### Instructions to follow:
Every line containing "period" should be copied out. Go through the entries and find them.

### Collected data entries:

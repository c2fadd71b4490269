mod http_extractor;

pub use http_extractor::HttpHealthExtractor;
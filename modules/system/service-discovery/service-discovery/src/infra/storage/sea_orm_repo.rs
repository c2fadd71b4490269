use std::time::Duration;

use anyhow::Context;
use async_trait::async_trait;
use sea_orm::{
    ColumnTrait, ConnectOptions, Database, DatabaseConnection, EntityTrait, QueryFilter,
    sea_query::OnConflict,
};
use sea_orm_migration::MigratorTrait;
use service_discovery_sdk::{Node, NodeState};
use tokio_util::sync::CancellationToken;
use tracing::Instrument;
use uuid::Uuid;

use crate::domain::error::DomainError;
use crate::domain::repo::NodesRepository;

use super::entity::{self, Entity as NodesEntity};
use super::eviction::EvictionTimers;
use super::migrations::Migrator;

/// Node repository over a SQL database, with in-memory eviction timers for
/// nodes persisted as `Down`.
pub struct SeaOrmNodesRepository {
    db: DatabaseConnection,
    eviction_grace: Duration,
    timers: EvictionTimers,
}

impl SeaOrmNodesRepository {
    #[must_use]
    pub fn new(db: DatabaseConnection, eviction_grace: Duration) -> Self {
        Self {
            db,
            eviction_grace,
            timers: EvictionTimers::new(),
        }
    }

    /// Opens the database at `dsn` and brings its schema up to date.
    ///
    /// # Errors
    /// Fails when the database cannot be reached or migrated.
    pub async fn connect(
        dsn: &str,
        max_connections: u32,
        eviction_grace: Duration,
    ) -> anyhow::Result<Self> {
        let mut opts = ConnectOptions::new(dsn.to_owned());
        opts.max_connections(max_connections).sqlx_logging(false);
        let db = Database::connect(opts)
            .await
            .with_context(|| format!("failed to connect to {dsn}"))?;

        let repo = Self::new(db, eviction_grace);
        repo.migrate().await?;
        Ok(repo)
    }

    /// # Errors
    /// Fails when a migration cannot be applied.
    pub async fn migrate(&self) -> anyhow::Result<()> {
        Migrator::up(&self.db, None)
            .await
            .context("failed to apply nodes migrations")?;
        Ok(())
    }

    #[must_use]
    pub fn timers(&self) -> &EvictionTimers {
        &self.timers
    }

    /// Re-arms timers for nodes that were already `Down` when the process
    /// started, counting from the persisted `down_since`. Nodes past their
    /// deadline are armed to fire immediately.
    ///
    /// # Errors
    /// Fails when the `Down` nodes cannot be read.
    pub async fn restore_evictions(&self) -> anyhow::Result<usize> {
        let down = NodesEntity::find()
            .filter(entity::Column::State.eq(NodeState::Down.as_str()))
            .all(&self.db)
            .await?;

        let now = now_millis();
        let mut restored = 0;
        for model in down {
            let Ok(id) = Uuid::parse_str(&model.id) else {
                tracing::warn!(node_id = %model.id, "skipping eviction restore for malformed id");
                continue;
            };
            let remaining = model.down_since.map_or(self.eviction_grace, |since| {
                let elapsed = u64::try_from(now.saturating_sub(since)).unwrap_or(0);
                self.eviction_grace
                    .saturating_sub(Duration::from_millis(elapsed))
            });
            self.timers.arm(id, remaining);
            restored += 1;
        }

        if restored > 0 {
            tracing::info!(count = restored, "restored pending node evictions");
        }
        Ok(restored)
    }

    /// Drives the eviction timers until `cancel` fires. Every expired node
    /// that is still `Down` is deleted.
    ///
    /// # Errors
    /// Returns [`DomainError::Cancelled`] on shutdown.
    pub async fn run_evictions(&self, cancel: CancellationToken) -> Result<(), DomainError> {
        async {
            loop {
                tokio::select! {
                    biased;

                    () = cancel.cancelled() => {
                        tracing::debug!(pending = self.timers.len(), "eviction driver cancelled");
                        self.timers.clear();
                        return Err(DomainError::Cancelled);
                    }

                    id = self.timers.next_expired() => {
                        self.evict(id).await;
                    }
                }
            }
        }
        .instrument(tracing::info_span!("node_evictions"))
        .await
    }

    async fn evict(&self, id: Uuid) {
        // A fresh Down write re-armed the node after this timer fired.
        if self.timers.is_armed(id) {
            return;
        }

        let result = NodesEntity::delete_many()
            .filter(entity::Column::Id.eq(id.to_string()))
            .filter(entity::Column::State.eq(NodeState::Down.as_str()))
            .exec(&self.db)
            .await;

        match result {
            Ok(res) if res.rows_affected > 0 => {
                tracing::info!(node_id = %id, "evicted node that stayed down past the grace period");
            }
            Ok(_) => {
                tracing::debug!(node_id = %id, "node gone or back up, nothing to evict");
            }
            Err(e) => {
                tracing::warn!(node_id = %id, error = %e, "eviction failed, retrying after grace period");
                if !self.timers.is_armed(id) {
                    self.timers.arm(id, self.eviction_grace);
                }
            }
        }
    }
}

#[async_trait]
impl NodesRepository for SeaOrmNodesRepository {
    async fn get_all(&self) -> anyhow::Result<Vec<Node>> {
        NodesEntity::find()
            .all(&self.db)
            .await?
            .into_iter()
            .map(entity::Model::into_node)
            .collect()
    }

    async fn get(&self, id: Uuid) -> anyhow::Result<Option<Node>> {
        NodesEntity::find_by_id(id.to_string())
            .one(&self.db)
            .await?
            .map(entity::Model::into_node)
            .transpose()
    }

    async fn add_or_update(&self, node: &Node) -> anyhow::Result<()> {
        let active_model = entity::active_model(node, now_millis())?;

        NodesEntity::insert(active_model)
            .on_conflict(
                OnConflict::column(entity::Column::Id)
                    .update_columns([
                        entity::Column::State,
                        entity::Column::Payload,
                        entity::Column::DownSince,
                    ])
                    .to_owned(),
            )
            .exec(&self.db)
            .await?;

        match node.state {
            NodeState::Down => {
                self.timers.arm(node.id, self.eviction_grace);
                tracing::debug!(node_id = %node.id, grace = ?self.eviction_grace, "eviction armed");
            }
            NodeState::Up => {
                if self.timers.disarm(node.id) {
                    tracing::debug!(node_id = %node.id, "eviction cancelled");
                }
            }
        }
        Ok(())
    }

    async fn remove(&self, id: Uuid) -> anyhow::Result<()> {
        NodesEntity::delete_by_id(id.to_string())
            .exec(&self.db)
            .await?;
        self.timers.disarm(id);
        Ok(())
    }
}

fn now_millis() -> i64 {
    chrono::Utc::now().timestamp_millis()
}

### Solution:
                tracing::info!(node_id = %id, "evicted node that stayed down past the grace period");
                tracing::warn!(node_id = %id, error = %e, "eviction failed, retrying after grace period");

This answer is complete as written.